PM Nr.142/07 vom 09.08.2007

Klimasau des Monats August: Der CDU-Kreisvorsitzende Norbert Hein aus Gera

Klimasau des Monats August: Der CDU-Kreisvorsitzende Norbert Hein aus Gera

Werben für Ökostrom sei eine „Bevormundung der Verbraucher“

Die Thüringer Grünen verleihen im August Norbert Hein, dem CDU-Kreisvorsitzenden aus Gera, die Klimasau des Monats. Mit seinen Äußerungen gegen Ökostrom hatte er die Verwunderung Vieler hervorgerufen.

Zuvor hatte der grüne Bundesvorsitzende Reinhard Bütikofer bei einem Besuch in Gera für den Wechsel zu Ökostromanbietern geworben.

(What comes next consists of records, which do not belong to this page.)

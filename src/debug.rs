// Debug/source map (C10): address <-> (file, line, column), plus an
// optional token map joined by annotation tooling with runtime state.
// Not required for execution (§4.9).

use std::collections::HashMap;

use serde::{Deserialize, Serialize};

#[derive(Debug, Clone, PartialEq, Eq, Serialize, Deserialize)]
pub struct SourcePos {
    pub file: String,
    pub line: u32,
    pub column: u32,
}

/// `linearAddress -> (file, line, column)`. Must cover every code cell
/// (§4.9, and the artifact invariant checked in `artifact::validate`).
pub type SourceMap = HashMap<usize, SourcePos>;

#[derive(Debug, Clone, PartialEq, Eq, Serialize, Deserialize)]
pub enum TokenKind {
    Opcode,
    Register,
    Literal,
    Vector,
    Label,
    Directive,
}

#[derive(Debug, Clone, PartialEq, Eq, Serialize, Deserialize)]
pub struct TokenInfo {
    pub kind: TokenKind,
    pub text: String,
}

/// `linearAddress -> token metadata`, for joining with live register
/// values / jump targets / parameter binding chains in annotation
/// tooling (§4.9).
pub type TokenMap = HashMap<usize, TokenInfo>;

/// `linearAddress -> lookup key`, letting tooling go the other direction
/// (token text back to the addresses that use it).
pub type TokenLookup = HashMap<String, Vec<usize>>;

pub fn build_token_lookup(map: &TokenMap) -> TokenLookup {
    let mut lookup: TokenLookup = TokenLookup::new();
    for (addr, info) in map {
        lookup.entry(info.text.clone()).or_default().push(*addr);
    }
    for addrs in lookup.values_mut() {
        addrs.sort_unstable();
    }
    lookup
}

#[cfg(test)]
mod tests {
    use super::*;

    #[test]
    fn lookup_groups_by_text() {
        let mut map = TokenMap::new();
        map.insert(0, TokenInfo { kind: TokenKind::Label, text: "LOOP".into() });
        map.insert(4, TokenInfo { kind: TokenKind::Label, text: "LOOP".into() });
        let lookup = build_token_lookup(&map);
        assert_eq!(lookup.get("LOOP"), Some(&vec![0, 4]));
    }
}
// Copyright 2025 the Sapling Authors
// SPDX-License-Identifier: Apache-2.0 OR MIT

//! Values inherited down the view graph.
//!
//! Every context sees the environment of its parent, possibly adjusted by an
//! environment modifier. Storage is shared and copied on write, so passing an
//! unchanged environment to a child is a reference-count bump.
//!
//! ```
//! use sapling_graph::{EnvironmentKey, EnvironmentValues};
//!
//! struct Density;
//! impl EnvironmentKey for Density {
//!     type Value = f64;
//!     fn default_value() -> f64 { 1.0 }
//! }
//!
//! let parent = EnvironmentValues::default();
//! let mut child = parent.clone();
//! child.set::<Density>(2.0);
//! assert_eq!(parent.get::<Density>(), 1.0);
//! assert_eq!(child.get::<Density>(), 2.0);
//! ```

use alloc::boxed::Box;
use alloc::rc::Rc;
use core::any::{Any, TypeId};
use core::fmt;

use hashbrown::HashMap;
use peniko::Color;

/// A typed slot in [`EnvironmentValues`].
pub trait EnvironmentKey: 'static {
    /// The stored type.
    type Value: Clone + fmt::Debug + 'static;

    /// The value seen when no ancestor set one.
    fn default_value() -> Self::Value;
}

/// Color used by shapes that have no fill of their own.
#[derive(Debug)]
pub struct ForegroundColorKey;

impl EnvironmentKey for ForegroundColorKey {
    type Value = Color;

    fn default_value() -> Color {
        Color::BLACK
    }
}

/// Color of dividers.
#[derive(Debug)]
pub struct SeparatorColorKey;

impl EnvironmentKey for SeparatorColorKey {
    type Value = Color;

    fn default_value() -> Color {
        Color::from_rgba8(0x3c, 0x3c, 0x43, 0x5c)
    }
}

/// An environment value with its type erased.
struct StoredValue {
    inner: Box<dyn StoredValueTrait>,
}

impl Clone for StoredValue {
    fn clone(&self) -> Self {
        Self {
            inner: self.inner.clone_boxed(),
        }
    }
}

trait StoredValueTrait: Any {
    fn as_any(&self) -> &dyn Any;
    fn clone_boxed(&self) -> Box<dyn StoredValueTrait>;
    fn debug(&self, f: &mut fmt::Formatter<'_>) -> fmt::Result;
}

impl<T: Clone + fmt::Debug + 'static> StoredValueTrait for T {
    fn as_any(&self) -> &dyn Any {
        self
    }

    fn clone_boxed(&self) -> Box<dyn StoredValueTrait> {
        Box::new(self.clone())
    }

    fn debug(&self, f: &mut fmt::Formatter<'_>) -> fmt::Result {
        fmt::Debug::fmt(self, f)
    }
}

impl fmt::Debug for StoredValue {
    fn fmt(&self, f: &mut fmt::Formatter<'_>) -> fmt::Result {
        self.inner.debug(f)
    }
}

/// The inherited values visible to one context.
#[derive(Clone, Default)]
pub struct EnvironmentValues {
    values: Rc<HashMap<TypeId, StoredValue>>,
}

impl EnvironmentValues {
    /// Returns the value for `K`, or its default.
    #[must_use]
    pub fn get<K: EnvironmentKey>(&self) -> K::Value {
        self.values
            .get(&TypeId::of::<K>())
            .and_then(|stored| stored.inner.as_any().downcast_ref::<K::Value>())
            .cloned()
            .unwrap_or_else(K::default_value)
    }

    /// Returns `true` if some ancestor set `K`.
    #[must_use]
    pub fn contains<K: EnvironmentKey>(&self) -> bool {
        self.values.contains_key(&TypeId::of::<K>())
    }

    /// Sets `K` for this environment and everything derived from it.
    pub fn set<K: EnvironmentKey>(&mut self, value: K::Value) {
        Rc::make_mut(&mut self.values).insert(
            TypeId::of::<K>(),
            StoredValue {
                inner: Box::new(value),
            },
        );
    }

    /// Returns `true` if both environments share storage.
    #[must_use]
    pub fn ptr_eq(&self, other: &Self) -> bool {
        Rc::ptr_eq(&self.values, &other.values)
    }
}

impl fmt::Debug for EnvironmentValues {
    fn fmt(&self, f: &mut fmt::Formatter<'_>) -> fmt::Result {
        f.debug_struct("EnvironmentValues")
            .field("values", &self.values.values())
            .finish()
    }
}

Hauptgrund: Nach der letzten Preiserhöhung müssen Geraer bis zu 10,5 Prozent mehr für ihren Strom zahlen – der noch dazu zu 67 Prozent aus fossilen Trägern und 17 Prozent aus Atomkraft gespeist wird. Mit einem Wechsel zur ökologischen Alternative können die Bürger und Bürgerinnen Geras dagegen zwischen 23,26 Euro und 124,50 Euro pro Jahr sparen und einen Beitrag zum Klimaschutz leisten.

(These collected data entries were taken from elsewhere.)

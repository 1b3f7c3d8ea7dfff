// Copyright 2025 the Sapling Authors
// SPDX-License-Identifier: Apache-2.0 OR MIT

use crate::PrimitiveGestureTypes;

/// Timing thresholds and dispatch policy shared by every recognizer in a window.
#[derive(Clone, Copy, Debug, PartialEq)]
pub struct GestureConfig {
    /// Longest gap, in seconds, between the release of one tap and the press of the next.
    pub maximum_tap_interval: f64,
    /// Longest time, in seconds, a single tap may be held.
    pub maximum_tap_duration: f64,
    /// The button primitive recognizers respond to.
    pub button: u8,
    /// Primitives the dispatcher lets recognizers claim at all.
    pub allowed_types: PrimitiveGestureTypes,
    /// Whether recognizers narrow the types available to later recognizers.
    pub type_filtering: bool,
}

impl GestureConfig {
    /// Default gap between taps of a multi-tap gesture.
    pub const DEFAULT_TAP_INTERVAL: f64 = 0.5;
    /// Default hold limit for a tap.
    pub const DEFAULT_TAP_DURATION: f64 = 1.0;
}

impl Default for GestureConfig {
    fn default() -> Self {
        Self {
            maximum_tap_interval: Self::DEFAULT_TAP_INTERVAL,
            maximum_tap_duration: Self::DEFAULT_TAP_DURATION,
            button: crate::PRIMARY_BUTTON,
            allowed_types: PrimitiveGestureTypes::ALL,
            type_filtering: true,
        }
    }
}
// Copyright 2025 the Sapling Authors
// SPDX-License-Identifier: Apache-2.0 OR MIT

//! Sapling Gesture: composable gesture recognizers.
//!
//! A [`Gesture`] is an immutable description stored in the view tree. When an
//! interaction starts, each description makes a fresh [`Recognizer`], a small
//! state machine moving `Ready → Processing → {Done | Cancelled | Failed}` as
//! pointer events arrive.
//!
//! - Primitives: [`TapGesture`], [`DragGesture`], [`ButtonGesture`],
//!   [`LongPressGesture`].
//! - Combinators: [`SimultaneousGesture`], [`SequenceGesture`],
//!   [`ExclusiveGesture`], built with the [`GestureExt`] methods.
//! - Actions: [`GestureExt::on_changed`], [`GestureExt::on_ended`],
//!   [`GestureExt::on_pressing`].
//! - Dispatch: [`AnyGesture`] erases the value type, and
//!   [`GestureDispatcher`] arms handlers from a hit test and feeds them events.
//!
//! Recognizers refer to their view through a [`TargetKey`] and resolve it on
//! every use through [`GestureTargets`], so a recognizer whose view was torn
//! down simply stops being valid.
//!
//! ## Exclusivity
//!
//! Each primitive claims a set of [`PrimitiveGestureTypes`]. The dispatcher
//! threads a filter through the armed handlers in priority order; a handler
//! removes the types it claims from the filter it passes on, and a recognizer
//! whose own type is missing from the filter it received is invalid.
//!
//! ```
//! use hashbrown::HashMap;
//! use kurbo::{Point, Rect};
//! use sapling_gesture::{
//!     DragGesture, Gesture, GestureConfig, GestureExt, PointerEvent, PrimitiveGestureTypes,
//!     Recognizer, TapGesture,
//! };
//!
//! let mut targets = HashMap::new();
//! targets.insert(0_u8, Rect::new(0.0, 0.0, 100.0, 100.0));
//! let config = GestureConfig::default();
//!
//! let mut outer = DragGesture::default().make_recognizer(0_u8, &config);
//! let mut inner = DragGesture::default()
//!     .simultaneously(TapGesture::default())
//!     .make_recognizer(0_u8, &config);
//!
//! let rest = outer.set_type_filter(PrimitiveGestureTypes::ALL);
//! inner.set_type_filter(rest);
//!
//! // The inner drag is filtered out, but the tap half keeps the combinator valid.
//! assert!(inner.is_valid(&targets));
//! inner.began(&targets, &PointerEvent::down(Point::new(1.0, 1.0), 0.0));
//! inner.ended(&targets, &PointerEvent::up(Point::new(1.0, 1.0), 0.1));
//!
//! // Neither half can make progress any more.
//! assert!(!inner.is_possible(&targets));
//! ```

extern crate alloc;

mod button;
mod callbacks;
mod combinators;
mod config;
pub mod dispatcher;
pub mod drag;
mod handler;
mod long_press;
mod recognizer;
mod tap;
mod target;
mod types;

pub use button::{ButtonGesture, ButtonRecognizer};
pub use callbacks::{CallbackRecognizer, GestureCallbacks, GestureExt, WithCallbacks};
pub use combinators::{
    ExclusiveGesture, ExclusiveRecognizer, ExclusiveValue, SequenceGesture, SequenceRecognizer,
    SequenceValue, SimultaneousGesture, SimultaneousRecognizer, SimultaneousValue,
};
pub use config::GestureConfig;
pub use dispatcher::{GestureCandidate, GestureDispatcher};
pub use drag::{DragGesture, DragRecognizer, DragValue};
pub use handler::{AnyGesture, GestureHandler, GesturePriority};
pub use long_press::{LongPressGesture, LongPressRecognizer};
pub use recognizer::{Gesture, Recognizer};
pub use tap::{TapGesture, TapRecognizer};
pub use target::{GestureTargets, TargetKey};
pub use types::{
    DeviceId, GestureState, GestureUpdate, PRIMARY_BUTTON, PointerEvent, PointerEventKind,
    PrimitiveGestureTypes, Updates,
};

Dieses Werben war allerdings sehr zum Unmut des CDU-Kreisvorsitzenden. Er meinte, man würde damit dem Standort Gera schaden. Das alles wäre „populistisches Werben“ und „Bevormundung der Verbraucher“. Die hohen Preise und der unökologische Strommix sind für ihn “verbraucherfreundlich, wirtschaftlich und ökologisch ausgewogen“.

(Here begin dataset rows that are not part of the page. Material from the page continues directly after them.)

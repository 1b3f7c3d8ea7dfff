// Copyright 2025 the Sapling Authors
// SPDX-License-Identifier: Apache-2.0 OR MIT

//! Value-erased gestures for storage in heterogeneous view trees.

use alloc::boxed::Box;
use alloc::rc::Rc;
use core::fmt::{self, Debug};

use crate::{
    Gesture, GestureConfig, GestureState, GestureTargets, PointerEvent, PointerEventKind,
    PrimitiveGestureTypes, Recognizer, TargetKey,
};

/// A recognizer with its value type erased.
///
/// Updates are consumed by the recognizer's own callbacks, so a handler only
/// exposes state and filtering to the dispatcher.
pub trait GestureHandler<K>: Debug {
    /// The primitives this handler claims.
    fn gesture_type(&self) -> PrimitiveGestureTypes;

    /// Current lifecycle state.
    fn state(&self) -> GestureState;

    /// Returns `false` once the target is gone or filtered out.
    fn is_valid(&self, targets: &dyn GestureTargets<K>) -> bool;

    /// Returns `true` if the handler is valid and may still accept input.
    fn is_possible(&self, targets: &dyn GestureTargets<K>) -> bool {
        self.is_valid(targets) && self.state().is_active()
    }

    /// See [`Recognizer::set_type_filter`].
    fn set_type_filter(&mut self, filter: PrimitiveGestureTypes) -> PrimitiveGestureTypes;

    /// Routes `event` to the matching recognizer method.
    fn handle(&mut self, targets: &dyn GestureTargets<K>, event: &PointerEvent);

    /// Advances time without an event.
    ///
    /// Returns `true` if the recognizer changed state or reported an update.
    fn tick(&mut self, targets: &dyn GestureTargets<K>, now: f64) -> bool;

    /// Returns to [`GestureState::Ready`].
    fn reset(&mut self);
}

/// Adapts a typed [`Recognizer`] to [`GestureHandler`].
struct Erased<R>(R);

impl<R: Debug> Debug for Erased<R> {
    fn fmt(&self, f: &mut fmt::Formatter<'_>) -> fmt::Result {
        self.0.fmt(f)
    }
}

impl<K, R: Recognizer<K>> GestureHandler<K> for Erased<R> {
    fn gesture_type(&self) -> PrimitiveGestureTypes {
        self.0.gesture_type()
    }

    fn state(&self) -> GestureState {
        self.0.state()
    }

    fn is_valid(&self, targets: &dyn GestureTargets<K>) -> bool {
        self.0.is_valid(targets)
    }

    fn is_possible(&self, targets: &dyn GestureTargets<K>) -> bool {
        self.0.is_possible(targets)
    }

    fn set_type_filter(&mut self, filter: PrimitiveGestureTypes) -> PrimitiveGestureTypes {
        self.0.set_type_filter(filter)
    }

    fn handle(&mut self, targets: &dyn GestureTargets<K>, event: &PointerEvent) {
        let _updates = match event.kind {
            PointerEventKind::ButtonDown => self.0.began(targets, event),
            PointerEventKind::ButtonUp => self.0.ended(targets, event),
            PointerEventKind::Move => self.0.moved(targets, event),
            PointerEventKind::Cancel => self.0.cancelled(targets, event),
        };
    }

    fn tick(&mut self, targets: &dyn GestureTargets<K>, now: f64) -> bool {
        let before = self.0.state();
        let updates = self.0.tick(targets, now);
        !updates.is_empty() || self.0.state() != before
    }

    fn reset(&mut self) {
        self.0.reset();
    }
}

trait ErasedGesture<K>: Debug {
    fn make_handler(&self, target: K, config: &GestureConfig) -> Box<dyn GestureHandler<K>>;
}

impl<K: TargetKey, G: Gesture> ErasedGesture<K> for G {
    fn make_handler(&self, target: K, config: &GestureConfig) -> Box<dyn GestureHandler<K>> {
        Box::new(Erased(self.make_recognizer(target, config)))
    }
}

/// A type-erased gesture description.
///
/// Cloning is cheap; the description is shared.
pub struct AnyGesture<K> {
    inner: Rc<dyn ErasedGesture<K>>,
}

impl<K: TargetKey> AnyGesture<K> {
    /// Erases `gesture`.
    #[must_use]
    pub fn new<G: Gesture>(gesture: G) -> Self {
        Self {
            inner: Rc::new(gesture),
        }
    }

    /// Creates a fresh handler attached to `target`.
    #[must_use]
    pub fn make_handler(&self, target: K, config: &GestureConfig) -> Box<dyn GestureHandler<K>> {
        self.inner.make_handler(target, config)
    }

    /// Returns `true` if both values share the same description.
    #[must_use]
    pub fn ptr_eq(&self, other: &Self) -> bool {
        Rc::ptr_eq(&self.inner, &other.inner)
    }
}

impl<K> Clone for AnyGesture<K> {
    fn clone(&self) -> Self {
        Self {
            inner: Rc::clone(&self.inner),
        }
    }
}

impl<K> Debug for AnyGesture<K> {
    fn fmt(&self, f: &mut fmt::Formatter<'_>) -> fmt::Result {
        f.debug_tuple("AnyGesture").field(&self.inner).finish()
    }
}

/// How a gesture attached to a view competes with others on the same hit path.
#[derive(Clone, Copy, Debug, Default, PartialEq, Eq, Hash)]
pub enum GesturePriority {
    /// Armed before normal gestures, so it narrows their type filter.
    High,
    /// Armed in hit-test order.
    #[default]
    Normal,
    /// Armed last and exempt from type filtering.
    Simultaneous,
}

impl GesturePriority {
    pub(crate) const fn rank(self) -> u8 {
        match self {
            Self::High => 0,
            Self::Normal => 1,
            Self::Simultaneous => 2,
        }
    }
}

#[cfg(test)]
mod tests {
    use super::*;
    use crate::{DragGesture, TapGesture};
    use hashbrown::HashMap;
    use kurbo::{Point, Rect};

    #[test]
    fn erased_handler_tracks_state() {
        let mut targets = HashMap::new();
        targets.insert(3_u32, Rect::new(0.0, 0.0, 10.0, 10.0));
        let gesture = AnyGesture::new(TapGesture::default());
        let mut handler = gesture.make_handler(3, &GestureConfig::default());
        assert_eq!(handler.gesture_type(), PrimitiveGestureTypes::TAP);
        handler.handle(&targets, &PointerEvent::down(Point::ZERO, 0.0));
        assert_eq!(handler.state(), GestureState::Processing);
        handler.handle(&targets, &PointerEvent::up(Point::ZERO, 0.1));
        assert_eq!(handler.state(), GestureState::Done);
        handler.reset();
        assert!(handler.is_possible(&targets));
    }

    #[test]
    fn clones_share_description() {
        let a: AnyGesture<u32> = AnyGesture::new(DragGesture::default());
        let b = a.clone();
        assert!(a.ptr_eq(&b));
        assert!(!a.ptr_eq(&AnyGesture::new(DragGesture::default())));
    }

    #[test]
    fn priority_ranks() {
        assert!(GesturePriority::High.rank() < GesturePriority::Normal.rank());
        assert!(GesturePriority::Normal.rank() < GesturePriority::Simultaneous.rank());
    }
}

Für die Grünen ist das eine Verdrehung der Tatsachen – zumal der lokale Energieversorger EGG nach der Aktion bekannt machte, noch in diesem Jahr ein eigenes Ökostromprodukt anzubieten. „Wir Geraer Grünen werden die ersten sein, die dafür die Werbetrommel rühren,“ sagt dazu der grüne Kreissprecher Eugen Weber und ergänzt: „Der CDU Gera ist zu wünschen, dass sie die berechtigten Bedürfnisse der Verbraucher nicht aus den Augen verliert."